Apple im Rechtsstreit um Ex-IBM-Manager erfolgreich

Personen aus der Wirtschaft Der Streit zwischen Apple und IBM um den Manager Mark Papermaster hat für den Computer-Hersteller aus dem kalifornischen Cupertino ein einen positiven Ausgang genommen. Papermaster darf am 24. April seine Arbeit als President of Devices Hardware Engineering bei Apple aufnehmen. Er wird damit zukünftig für die Entwicklung von iPods und iPhones verantwortlich sein. Der Rechtsstreit mit IBM wurde vollständig beigelegt.

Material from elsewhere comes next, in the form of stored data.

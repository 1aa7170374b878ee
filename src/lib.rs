#![warn(missing_docs)]
#![forbid(unsafe_code)]
// Allow needless `return` because that makes it sometimes more obvious that
// an expression is the result of the function
#![allow(clippy::needless_return)]
// Allow `assert_eq!(true, ...)` because in some cases it is used to check a bool
// value and not a 'flag' / 'state', and `assert_eq!` makes that more explicit
#![allow(clippy::bool_assert_comparison)]
// Enable 'unused' warnings for doc tests (are disabled by default)
#![doc(test(no_crate_inject))]
#![doc(test(attr(warn(unused))))]
// Fail on warnings in doc tests
#![doc(test(attr(deny(warnings))))]
// When `docsrs` configuration flag is set enable banner for features in documentation
// See https://stackoverflow.com/q/61417452
#![cfg_attr(docsrs, feature(doc_auto_cfg))]

//! Adapter between JSON-like token streams and a typed binary document format.
//!
//! Code written against a JSON-style token API, such as a generic object mapper, normally only
//! knows objects, arrays, strings, numbers, booleans and `null`. The native document format
//! has more types: object ids, binary data with a subtype, UTC date times, regular
//! expressions, timestamps, JavaScript code and the min / max key sentinels. This crate lets
//! such code read and write native documents without losing those types:
//!
//! - [`ReaderAdapter`](reader::ReaderAdapter) presents a [`NativeReader`](bson::NativeReader)
//!   as a pull-based [`TokenReader`](reader::TokenReader), and additionally exposes the
//!   [native value](reader::TokenReader::native_value) of the current token.
//! - [`WriterAdapter`](writer::WriterAdapter) accepts tokens through the
//!   [`TokenWriter`](writer::TokenWriter) trait and writes them to a
//!   [`NativeWriter`](bson::NativeWriter); native values are stored directly.
//! - The [converters](converters) read a native value from whichever shape a token stream
//!   provides (native value, plain token or extended object like `{"$oid": "..."}`) and
//!   write native values natively where possible, and as extended objects otherwise.
//!
//! # Terminology
//!
//! - *document*: ordered list of named elements, the native counterpart of an object
//! - *extended object*: object whose first property name is a reserved `$`-prefixed key,
//!   encoding a native value in plain tokens, for example `{"$date": 1700000000000}`
//! - *double-dollar dialect*: the same encoding with `$$` prefixed keys, for example
//!   `{"$$oid": "..."}`, which the native layer stores as an ordinary document
//!
//! # Usage examples
//!
//! ## Reading
//!
//! ```
//! # use bson_token_adapter::{doc, bson::*, reader::*, token::*};
//! let id = ObjectId::from_bytes([1; 12]);
//! let document = doc! { "_id" => id, "n" => 1 };
//! let mut reader = ReaderAdapter::new(DocumentReader::new(document));
//!
//! reader.read()?;
//! assert_eq!(TokenType::StartObject, reader.token_type());
//! reader.read()?;
//! assert_eq!(Some(&TokenValue::String("_id".to_owned())), reader.value());
//!
//! // Token-only consumers see the object id as bytes, native-aware ones get the value itself
//! reader.read()?;
//! assert_eq!(TokenType::Bytes, reader.token_type());
//! assert_eq!(Some(&Bson::ObjectId(id)), reader.native_value());
//! # Ok::<(), Box<dyn std::error::Error>>(())
//! ```
//!
//! ## Writing
//!
//! ```
//! # use bson_token_adapter::{doc, bson::*, writer::*};
//! let mut writer = WriterAdapter::new(DocumentWriter::new());
//! writer.write_start_object()?;
//! writer.write_property_name("a")?;
//! writer.write_start_array()?;
//! writer.write_int32(1)?;
//! writer.write_boolean(true)?;
//! writer.write_end_array()?;
//! writer.write_end_object()?;
//!
//! assert_eq!(
//!     Some(doc! { "a" => vec![Bson::Int32(1), Bson::Boolean(true)] }),
//!     writer.into_inner().into_document()
//! );
//! # Ok::<(), Box<dyn std::error::Error>>(())
//! ```
//!
//! # Serde integration
//! Optional integration with [Serde](https://docs.rs/serde/latest/serde/) exists to
//! allow writing a `Serialize` to a `TokenWriter` and reading a `Deserialize` from
//! a `TokenReader`. See the [`serde` module](crate::serde) of this crate for more information.

pub mod bson;
pub mod converters;
pub mod reader;
pub mod token;
pub mod writer;

#[cfg(feature = "serde")]
pub mod serde;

Papermaster hatte im letzten Jahr angekündigt, eine neue Stelle bei Apple anzutreten. IBM warf seinem Manager, der unter anderem eine entscheidende Position bei der Entwicklung von Power-Prozessoren und Blade-Servern inne hatte, daraufhin vor, bestehende Vereinbarungen zu verletzen, nach denen er für eine gewisse Zeit nicht bei einem direkten Konkurrenten arbeiten darf.

Allerdings konnte man nun Befürchtungen ausräumen, Apple könnte von den Geschäftsgeheimnissen IBMs profitieren, von denen Papermaster Kenntnis hat. Schließlich ist Big Blue vor allem im Enterprise-Geschäft aktiv, während Apples Zielgruppe vor allem private Anwender sind.